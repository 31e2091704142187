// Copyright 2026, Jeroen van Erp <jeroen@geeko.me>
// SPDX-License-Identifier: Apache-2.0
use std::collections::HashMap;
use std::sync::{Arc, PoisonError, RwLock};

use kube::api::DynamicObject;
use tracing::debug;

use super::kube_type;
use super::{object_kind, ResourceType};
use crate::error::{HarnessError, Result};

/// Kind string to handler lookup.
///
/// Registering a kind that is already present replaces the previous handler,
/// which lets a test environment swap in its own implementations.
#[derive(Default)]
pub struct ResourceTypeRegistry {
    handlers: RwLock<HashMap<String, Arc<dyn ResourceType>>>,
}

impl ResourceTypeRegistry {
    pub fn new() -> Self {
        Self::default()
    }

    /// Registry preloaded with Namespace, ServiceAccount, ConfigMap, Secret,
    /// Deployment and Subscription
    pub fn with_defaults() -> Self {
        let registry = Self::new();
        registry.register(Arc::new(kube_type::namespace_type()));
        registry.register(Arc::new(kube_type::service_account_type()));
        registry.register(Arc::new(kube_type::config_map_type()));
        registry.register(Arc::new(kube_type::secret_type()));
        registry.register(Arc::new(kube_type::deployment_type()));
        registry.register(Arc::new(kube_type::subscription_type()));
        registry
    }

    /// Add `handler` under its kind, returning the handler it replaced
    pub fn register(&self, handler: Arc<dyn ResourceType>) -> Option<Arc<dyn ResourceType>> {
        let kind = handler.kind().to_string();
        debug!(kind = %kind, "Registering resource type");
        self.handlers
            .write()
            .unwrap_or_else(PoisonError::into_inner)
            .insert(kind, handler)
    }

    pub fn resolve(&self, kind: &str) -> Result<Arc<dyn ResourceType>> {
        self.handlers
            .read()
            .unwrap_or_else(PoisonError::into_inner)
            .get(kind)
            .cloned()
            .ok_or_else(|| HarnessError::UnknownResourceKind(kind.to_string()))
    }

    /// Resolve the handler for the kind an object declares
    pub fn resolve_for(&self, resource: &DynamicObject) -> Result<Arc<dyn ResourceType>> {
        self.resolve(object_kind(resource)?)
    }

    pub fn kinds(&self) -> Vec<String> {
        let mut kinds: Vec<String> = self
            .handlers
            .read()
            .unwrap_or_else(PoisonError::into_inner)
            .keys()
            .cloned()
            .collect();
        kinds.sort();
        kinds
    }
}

...

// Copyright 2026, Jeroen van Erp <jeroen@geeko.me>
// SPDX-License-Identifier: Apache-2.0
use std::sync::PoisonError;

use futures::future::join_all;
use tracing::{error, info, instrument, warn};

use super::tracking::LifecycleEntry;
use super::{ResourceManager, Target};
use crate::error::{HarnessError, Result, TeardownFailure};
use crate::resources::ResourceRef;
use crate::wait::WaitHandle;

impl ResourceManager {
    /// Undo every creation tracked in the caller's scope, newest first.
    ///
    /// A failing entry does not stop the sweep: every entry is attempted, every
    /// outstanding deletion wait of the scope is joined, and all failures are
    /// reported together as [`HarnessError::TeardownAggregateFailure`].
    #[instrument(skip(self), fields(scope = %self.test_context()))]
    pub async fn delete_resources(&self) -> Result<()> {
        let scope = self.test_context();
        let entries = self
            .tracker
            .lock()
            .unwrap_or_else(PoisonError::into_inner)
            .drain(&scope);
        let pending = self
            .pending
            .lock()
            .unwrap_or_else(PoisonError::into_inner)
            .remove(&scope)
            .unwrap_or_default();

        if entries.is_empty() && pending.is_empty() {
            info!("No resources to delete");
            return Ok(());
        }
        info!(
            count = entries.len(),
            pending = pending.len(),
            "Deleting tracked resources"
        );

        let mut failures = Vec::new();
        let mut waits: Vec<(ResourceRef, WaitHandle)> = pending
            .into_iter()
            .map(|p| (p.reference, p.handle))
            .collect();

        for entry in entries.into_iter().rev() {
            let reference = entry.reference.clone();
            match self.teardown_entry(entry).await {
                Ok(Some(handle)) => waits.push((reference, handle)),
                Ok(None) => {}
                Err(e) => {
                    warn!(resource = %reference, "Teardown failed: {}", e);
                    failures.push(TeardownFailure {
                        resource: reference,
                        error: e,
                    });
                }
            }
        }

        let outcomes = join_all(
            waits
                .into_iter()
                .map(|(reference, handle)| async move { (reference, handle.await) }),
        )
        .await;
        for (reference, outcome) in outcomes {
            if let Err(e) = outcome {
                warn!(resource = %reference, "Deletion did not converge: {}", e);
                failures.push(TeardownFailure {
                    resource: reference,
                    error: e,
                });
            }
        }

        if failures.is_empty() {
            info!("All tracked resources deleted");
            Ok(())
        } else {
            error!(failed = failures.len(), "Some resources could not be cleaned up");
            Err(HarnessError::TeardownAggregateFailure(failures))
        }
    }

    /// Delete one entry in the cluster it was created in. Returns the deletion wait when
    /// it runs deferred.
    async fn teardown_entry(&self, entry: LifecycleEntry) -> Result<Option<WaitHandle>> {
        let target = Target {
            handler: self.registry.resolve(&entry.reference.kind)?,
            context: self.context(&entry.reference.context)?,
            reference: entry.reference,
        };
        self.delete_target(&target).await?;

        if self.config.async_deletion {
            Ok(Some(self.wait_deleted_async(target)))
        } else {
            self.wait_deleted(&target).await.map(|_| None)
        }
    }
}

...

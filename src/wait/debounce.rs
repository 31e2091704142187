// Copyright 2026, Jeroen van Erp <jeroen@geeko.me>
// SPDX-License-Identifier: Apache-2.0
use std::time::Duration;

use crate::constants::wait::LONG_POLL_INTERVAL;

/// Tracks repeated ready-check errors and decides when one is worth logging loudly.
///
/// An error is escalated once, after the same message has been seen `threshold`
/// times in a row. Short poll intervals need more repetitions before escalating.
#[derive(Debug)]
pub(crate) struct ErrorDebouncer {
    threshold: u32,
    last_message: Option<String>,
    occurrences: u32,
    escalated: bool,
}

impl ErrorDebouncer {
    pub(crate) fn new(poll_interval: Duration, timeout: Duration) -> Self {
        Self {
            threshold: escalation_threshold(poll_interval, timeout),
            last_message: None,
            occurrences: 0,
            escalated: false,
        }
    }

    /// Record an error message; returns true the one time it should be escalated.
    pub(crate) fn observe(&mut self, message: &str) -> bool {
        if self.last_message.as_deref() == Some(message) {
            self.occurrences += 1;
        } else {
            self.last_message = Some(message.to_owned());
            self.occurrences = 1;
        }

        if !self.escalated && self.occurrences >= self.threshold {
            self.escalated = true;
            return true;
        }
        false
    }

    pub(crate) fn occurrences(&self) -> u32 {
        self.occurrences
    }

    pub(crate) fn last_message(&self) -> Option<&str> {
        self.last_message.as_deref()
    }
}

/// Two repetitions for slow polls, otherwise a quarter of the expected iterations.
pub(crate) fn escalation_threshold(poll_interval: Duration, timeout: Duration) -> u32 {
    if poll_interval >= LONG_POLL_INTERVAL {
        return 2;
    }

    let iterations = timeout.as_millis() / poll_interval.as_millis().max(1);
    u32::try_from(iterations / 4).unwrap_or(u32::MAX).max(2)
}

:: WHAT THIS TASK INVOLVES ::
Determine how many lines contain the string "ResourceRef" in the listing, and state that number by itself.

:: RESULT FOR THIS TASK ::
2